─── SUPPLIED RECORDS

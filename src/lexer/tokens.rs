use lazy_static::lazy_static;
use std::{collections::HashMap, fmt::Display};

use crate::Span;

lazy_static! {
    pub static ref RESERVED_LOOKUP: HashMap<&'static str, Keyword> = {
        let mut map = HashMap::new();
        map.insert("this", Keyword::This);
        map.insert("super", Keyword::Super);
        map.insert("is", Keyword::Is);
        map.insert("else", Keyword::Else);
        map.insert("for", Keyword::For);
        map.insert("in", Keyword::In);
        map.insert("while", Keyword::While);
        map.insert("def", Keyword::Def);
        map.insert("var", Keyword::Var);
        map.insert("val", Keyword::Val);
        map.insert("return", Keyword::Return);
        map.insert("break", Keyword::Break);
        map.insert("continue", Keyword::Continue);
        map.insert("abstract", Keyword::Abstract);
        map.insert("virtual", Keyword::Virtual);
        map.insert("override", Keyword::Override);
        map.insert("native", Keyword::Native);
        map
    };
    pub static ref CONTEXTUAL_LOOKUP: HashMap<&'static str, ContextualKeyword> = {
        let mut map = HashMap::new();
        map.insert("class", ContextualKeyword::Class);
        map.insert("object", ContextualKeyword::Object);
        map.insert("interface", ContextualKeyword::Interface);
        map.insert("null", ContextualKeyword::Null);
        map
    };
}

#[derive(Debug, PartialEq, Eq, Clone, Copy, Hash)]
pub enum Keyword {
    This,
    Super,
    Is,
    Else,
    For,
    In,
    While,
    Def,
    Var,
    Val,
    Return,
    Break,
    Continue,
    Abstract,
    Virtual,
    Override,
    Native,
}

impl Keyword {
    pub fn as_str(&self) -> &'static str {
        match self {
            Keyword::This => "this",
            Keyword::Super => "super",
            Keyword::Is => "is",
            Keyword::Else => "else",
            Keyword::For => "for",
            Keyword::In => "in",
            Keyword::While => "while",
            Keyword::Def => "def",
            Keyword::Var => "var",
            Keyword::Val => "val",
            Keyword::Return => "return",
            Keyword::Break => "break",
            Keyword::Continue => "continue",
            Keyword::Abstract => "abstract",
            Keyword::Virtual => "virtual",
            Keyword::Override => "override",
            Keyword::Native => "native",
        }
    }
}

/// Words lexed as identifiers that the parser recognises in specific
/// positions.
#[derive(Debug, PartialEq, Eq, Clone, Copy, Hash)]
pub enum ContextualKeyword {
    Class,
    Object,
    Interface,
    Null,
}

impl ContextualKeyword {
    pub fn as_str(&self) -> &'static str {
        match self {
            ContextualKeyword::Class => "class",
            ContextualKeyword::Object => "object",
            ContextualKeyword::Interface => "interface",
            ContextualKeyword::Null => "null",
        }
    }
}

#[derive(Debug, PartialEq, Eq, Clone, Copy, Hash)]
pub enum Symbol {
    Assignment, // =
    Equals,     // ==
    Not,        // !
    NotEquals,  // !=

    Less,
    LessEquals,
    ShiftLeft,
    Subtype, // <:
    Greater,
    GreaterEquals,
    ShiftRight,

    Dot,
    Comma,
    Colon,
    Question,

    Plus,
    Dash,
    Star,
    Slash,
    Percent,

    Tilde,
    Ampersand,
    Pipe,
    Caret,

    OpenBracket,
    CloseBracket,
    OpenParen,
    CloseParen,
}

impl Symbol {
    pub fn as_str(&self) -> &'static str {
        match self {
            Symbol::Assignment => "=",
            Symbol::Equals => "==",
            Symbol::Not => "!",
            Symbol::NotEquals => "!=",
            Symbol::Less => "<",
            Symbol::LessEquals => "<=",
            Symbol::ShiftLeft => "<<",
            Symbol::Subtype => "<:",
            Symbol::Greater => ">",
            Symbol::GreaterEquals => ">=",
            Symbol::ShiftRight => ">>",
            Symbol::Dot => ".",
            Symbol::Comma => ",",
            Symbol::Colon => ":",
            Symbol::Question => "?",
            Symbol::Plus => "+",
            Symbol::Dash => "-",
            Symbol::Star => "*",
            Symbol::Slash => "/",
            Symbol::Percent => "%",
            Symbol::Tilde => "~",
            Symbol::Ampersand => "&",
            Symbol::Pipe => "|",
            Symbol::Caret => "^",
            Symbol::OpenBracket => "[",
            Symbol::CloseBracket => "]",
            Symbol::OpenParen => "(",
            Symbol::CloseParen => ")",
        }
    }

    /// Number of code points the symbol occupies in source.
    pub fn width(&self) -> usize {
        self.as_str().len()
    }
}

#[derive(Debug, PartialEq, Eq, Clone, Copy, Hash)]
pub enum IntegerType {
    Int32,
    Int64,
    UInt32,
    UInt64,
}

impl IntegerType {
    pub fn from_suffix(suffix: &str) -> Option<Self> {
        match suffix {
            "i32" => Some(IntegerType::Int32),
            "i64" => Some(IntegerType::Int64),
            "u32" => Some(IntegerType::UInt32),
            "u64" => Some(IntegerType::UInt64),
            _ => None,
        }
    }

    pub fn suffix(&self) -> &'static str {
        match self {
            IntegerType::Int32 => "i32",
            IntegerType::Int64 => "i64",
            IntegerType::UInt32 => "u32",
            IntegerType::UInt64 => "u64",
        }
    }
}

#[derive(Debug, PartialEq, Eq, Clone, Copy, Hash)]
pub enum IndentDirection {
    Indent,
    Dedent,
}

impl IndentDirection {
    pub fn sign(&self) -> i32 {
        match self {
            IndentDirection::Indent => 1,
            IndentDirection::Dedent => -1,
        }
    }
}

#[derive(Debug, PartialEq, Eq, Clone)]
pub enum TokenKind {
    Keyword(Keyword),
    Identifier {
        name: String,
        contextual: Option<ContextualKeyword>,
    },
    Boolean(bool),
    /// `u64` values above `i64::MAX` keep their bit pattern in `value`.
    Integer {
        value: i64,
        ty: IntegerType,
        explicit_suffix: bool,
    },
    String(String),
    Rune(char),
    Symbol(Symbol),
    Indentation(IndentDirection),
}

impl TokenKind {
    pub fn identifier(name: &str) -> Self {
        TokenKind::Identifier {
            name: name.to_string(),
            contextual: CONTEXTUAL_LOOKUP.get(name).copied(),
        }
    }

    pub fn as_u64(&self) -> Option<u64> {
        match self {
            TokenKind::Integer { value, .. } => Some(*value as u64),
            _ => None,
        }
    }
}

impl Display for TokenKind {
    fn fmt(&self, f: &mut std::fmt::Formatter<'_>) -> std::fmt::Result {
        match self {
            TokenKind::Keyword(keyword) => write!(f, "Keyword({})", keyword.as_str()),
            TokenKind::Identifier {
                name,
                contextual: Some(_),
            } => write!(f, "Identifier({}, contextual)", name),
            TokenKind::Identifier { name, .. } => write!(f, "Identifier({})", name),
            TokenKind::Boolean(value) => write!(f, "Boolean({})", value),
            TokenKind::Integer {
                value,
                ty: IntegerType::UInt64,
                explicit_suffix: true,
            } => write!(f, "Integer({}u64)", *value as u64),
            TokenKind::Integer {
                value,
                ty,
                explicit_suffix: true,
            } => write!(f, "Integer({}{})", value, ty.suffix()),
            TokenKind::Integer { value, .. } => write!(f, "Integer({})", value),
            TokenKind::String(value) => write!(f, "String({:?})", value),
            TokenKind::Rune(value) => write!(f, "Rune({:?})", value),
            TokenKind::Symbol(symbol) => write!(f, "Symbol({})", symbol.as_str()),
            TokenKind::Indentation(IndentDirection::Indent) => write!(f, "Indent"),
            TokenKind::Indentation(IndentDirection::Dedent) => write!(f, "Dedent"),
        }
    }
}

/// One lexical unit. `span` runs from the first leading trivia code point
/// to the last trailing one.
#[derive(Debug, Clone, PartialEq, Eq)]
pub struct Token {
    pub(crate) kind: TokenKind,
    pub(crate) span: Span,
    pub(crate) leading_trivia: usize,
    pub(crate) trailing_trivia: usize,
}

impl Display for Token {
    fn fmt(&self, f: &mut std::fmt::Formatter<'_>) -> std::fmt::Result {
        write!(f, "{}..{} {}", self.span.start, self.span.end, self.kind)
    }
}

impl Token {
    pub fn new(kind: TokenKind, span: Span, leading_trivia: usize, trailing_trivia: usize) -> Self {
        Token {
            kind,
            span,
            leading_trivia,
            trailing_trivia,
        }
    }

    pub fn kind(&self) -> &TokenKind {
        &self.kind
    }

    pub fn span(&self) -> Span {
        self.span
    }

    pub fn start(&self) -> usize {
        self.span.start
    }

    pub fn end(&self) -> usize {
        self.span.end
    }

    pub fn leading_trivia(&self) -> usize {
        self.leading_trivia
    }

    pub fn trailing_trivia(&self) -> usize {
        self.trailing_trivia
    }

    /// The span without its trivia.
    pub fn content_span(&self) -> Span {
        Span {
            start: self.span.start + self.leading_trivia,
            end: self.span.end - self.trailing_trivia,
        }
    }

    pub fn is_indentation(&self) -> bool {
        matches!(self.kind, TokenKind::Indentation(_))
    }

    /// +1 for an indent, -1 for a dedent, 0 for everything else.
    pub fn indentation_sign(&self) -> i32 {
        match &self.kind {
            TokenKind::Indentation(direction) => direction.sign(),
            _ => 0,
        }
    }

    pub fn is_keyword(&self, keyword: Keyword) -> bool {
        self.kind == TokenKind::Keyword(keyword)
    }

    pub fn is_symbol(&self, symbol: Symbol) -> bool {
        self.kind == TokenKind::Symbol(symbol)
    }

    fn is_one_of_many(&self, symbols: &[Symbol]) -> bool {
        symbols.iter().any(|symbol| self.is_symbol(*symbol))
    }

    pub fn is_comparison(&self) -> bool {
        self.is_one_of_many(&[
            Symbol::Equals,
            Symbol::NotEquals,
            Symbol::Less,
            Symbol::LessEquals,
            Symbol::Greater,
            Symbol::GreaterEquals,
        ])
    }
}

──────

--- BRIEF ---
Your answer should consist only of the lines from the one that holds "trivia code point" to the end of the entries above, both ends included, each repeated exactly.

--- RESULT BELOW ---
/// One lexical unit. `span` runs from the first leading trivia code point
/// to the last trailing one.
#[derive(Debug, Clone, PartialEq, Eq)]
pub struct Token {
    pub(crate) kind: TokenKind,
    pub(crate) span: Span,
    pub(crate) leading_trivia: usize,
    pub(crate) trailing_trivia: usize,
}

impl Display for Token {
    fn fmt(&self, f: &mut std::fmt::Formatter<'_>) -> std::fmt::Result {
        write!(f, "{}..{} {}", self.span.start, self.span.end, self.kind)
    }
}

impl Token {
    pub fn new(kind: TokenKind, span: Span, leading_trivia: usize, trailing_trivia: usize) -> Self {
        Token {
            kind,
            span,
            leading_trivia,
            trailing_trivia,
        }
    }

    pub fn kind(&self) -> &TokenKind {
        &self.kind
    }

    pub fn span(&self) -> Span {
        self.span
    }

    pub fn start(&self) -> usize {
        self.span.start
    }

    pub fn end(&self) -> usize {
        self.span.end
    }

    pub fn leading_trivia(&self) -> usize {
        self.leading_trivia
    }

    pub fn trailing_trivia(&self) -> usize {
        self.trailing_trivia
    }

    /// The span without its trivia.
    pub fn content_span(&self) -> Span {
        Span {
            start: self.span.start + self.leading_trivia,
            end: self.span.end - self.trailing_trivia,
        }
    }

    pub fn is_indentation(&self) -> bool {
        matches!(self.kind, TokenKind::Indentation(_))
    }

    /// +1 for an indent, -1 for a dedent, 0 for everything else.
    pub fn indentation_sign(&self) -> i32 {
        match &self.kind {
            TokenKind::Indentation(direction) => direction.sign(),
            _ => 0,
        }
    }

    pub fn is_keyword(&self, keyword: Keyword) -> bool {
        self.kind == TokenKind::Keyword(keyword)
    }

    pub fn is_symbol(&self, symbol: Symbol) -> bool {
        self.kind == TokenKind::Symbol(symbol)
    }

    fn is_one_of_many(&self, symbols: &[Symbol]) -> bool {
        symbols.iter().any(|symbol| self.is_symbol(*symbol))
    }

    pub fn is_comparison(&self) -> bool {
        self.is_one_of_many(&[
            Symbol::Equals,
            Symbol::NotEquals,
            Symbol::Less,
            Symbol::LessEquals,
            Symbol::Greater,
            Symbol::GreaterEquals,
        ])
    }
}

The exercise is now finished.